Data to use below:

//! Common constants shared by the policy catalog, the ledger and the driver
//!
//! Annotation keys and object names here are part of the on-cluster
//! contract: existing clusters carry them, so they must not change.

/// Namespace whose annotations record which policies have been applied
pub const KUBE_SYSTEM: &str = "kube-system";

/// Prefix of every ledger annotation key
pub const ANNOTATION_BASE: &str = "psp.rke2.io/";

/// Ledger value marking a policy as reconciled
pub const RESOLVED: &str = "resolved";

/// Field manager / user agent name used for writes
pub const FIELD_MANAGER: &str = "psp-reconciler";

/// ClusterRoleBinding granting `system:nodes` use of the mode's default policy
pub const NODE_BINDING_NAME: &str = "system-node-default-psp-rolebinding";

/// Build the ledger annotation key for a policy kind, e.g.
/// `psp.rke2.io/global-restricted`.
pub fn annotation_key(policy_kind: &str) -> String {
    format!("{}{}", ANNOTATION_BASE, policy_kind)
}
//! Idempotent create-or-update of rendered policy documents
//!
//! A rendered YAML document is decoded into the kind the caller names at
//! compile time, then created. If the object already exists it is replaced
//! with the freshly rendered one; the existing object is not read or merged.
//! Any other API error is retried according to the [`RetryPolicy`].

use std::sync::Arc;

use kube::{Resource, ResourceExt};
use tracing::{debug, info};

use crate::controller::client::{KubeClient, PolicyResource};
use crate::controller::error::{Error, Result, is_already_exists};
use crate::retry::RetryPolicy;

/// Decode a rendered document into `K`.
///
/// Decoding never touches the API, so a failure here means the template
/// itself is broken. k8s-openapi fills in missing required fields with
/// defaults, so the document must also carry `K`'s `apiVersion` and
/// `kind`, name the object and pass the kind's own shape check.
pub fn decode<K: PolicyResource>(document: &str) -> Result<K> {
    let invalid = |reason: String| Error::DecodeError {
        kind: K::kind_name(),
        reason,
    };

    let value: serde_json::Value =
        serde_yaml::from_str(document).map_err(|e| invalid(e.to_string()))?;

    for (field, expected) in [("apiVersion", K::api_version(&())), ("kind", K::kind(&()))] {
        match value.get(field).and_then(|v| v.as_str()) {
            Some(found) if found == expected => {}
            Some(found) => {
                return Err(invalid(format!(
                    "{} is {}, expected {}",
                    field, found, expected
                )));
            }
            None => return Err(invalid(format!("missing {}", field))),
        }
    }

    let object: K = serde_json::from_value(value).map_err(|e| invalid(e.to_string()))?;
    if object.meta().name.as_deref().unwrap_or_default().is_empty() {
        return Err(invalid("missing metadata.name".to_string()));
    }
    object.check_shape().map_err(invalid)?;
    Ok(object)
}

/// Upserts policy objects through a [`KubeClient`]
pub struct Deployer<C> {
    client: Arc<C>,
    retry: RetryPolicy,
}

impl<C: KubeClient> Deployer<C> {
    /// Create a deployer using `retry` for every deploy
    pub fn new(client: Arc<C>, retry: RetryPolicy) -> Self {
        Self { client, retry }
    }

    /// Decode and upsert `document` as a `K` using the default retry policy.
    pub async fn deploy<K: PolicyResource>(&self, document: &str) -> Result<()> {
        self.deploy_with::<K>(document, &self.retry).await
    }

    /// Decode and upsert `document` as a `K` using `retry`.
    pub async fn deploy_with<K: PolicyResource>(
        &self,
        document: &str,
        retry: &RetryPolicy,
    ) -> Result<()> {
        let object: K = decode(document)?;
        let kind = K::kind_name();
        let name = object.name_any();
        let operation = format!("deploy {} {}", kind, name);

        let outcome = retry.run(&operation, || self.upsert(&object)).await;

        match outcome.result {
            Ok(()) => {
                info!("Applied {}: {}", kind, name);
                Ok(())
            }
            Err(source) => Err(Error::TransientApiError {
                kind,
                name,
                attempts: outcome.attempts,
                source,
            }),
        }
    }

    /// One create attempt, falling through to replace when the object exists.
    async fn upsert<K: PolicyResource>(&self, object: &K) -> Result<(), kube::Error> {
        match self.client.create(object).await {
            Ok(()) => Ok(()),
            Err(e) if is_already_exists(&e) => {
                debug!(
                    "{} {} already exists, replacing",
                    K::kind_name(),
                    object.name_any()
                );
                self.client.replace(object).await
            }
            Err(e) => Err(e),
        }
    }
}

End of Data to use.

• Exercise objective
Print the material above verbatim, first line through the line containing "pub const NODE_BINDING_NAME: &str", both included.

• Result below
//! Common constants shared by the policy catalog, the ledger and the driver
//!
//! Annotation keys and object names here are part of the on-cluster
//! contract: existing clusters carry them, so they must not change.

/// Namespace whose annotations record which policies have been applied
pub const KUBE_SYSTEM: &str = "kube-system";

/// Prefix of every ledger annotation key
pub const ANNOTATION_BASE: &str = "psp.rke2.io/";

/// Ledger value marking a policy as reconciled
pub const RESOLVED: &str = "resolved";

/// Field manager / user agent name used for writes
pub const FIELD_MANAGER: &str = "psp-reconciler";

/// ClusterRoleBinding granting `system:nodes` use of the mode's default policy
pub const NODE_BINDING_NAME: &str = "system-node-default-psp-rolebinding";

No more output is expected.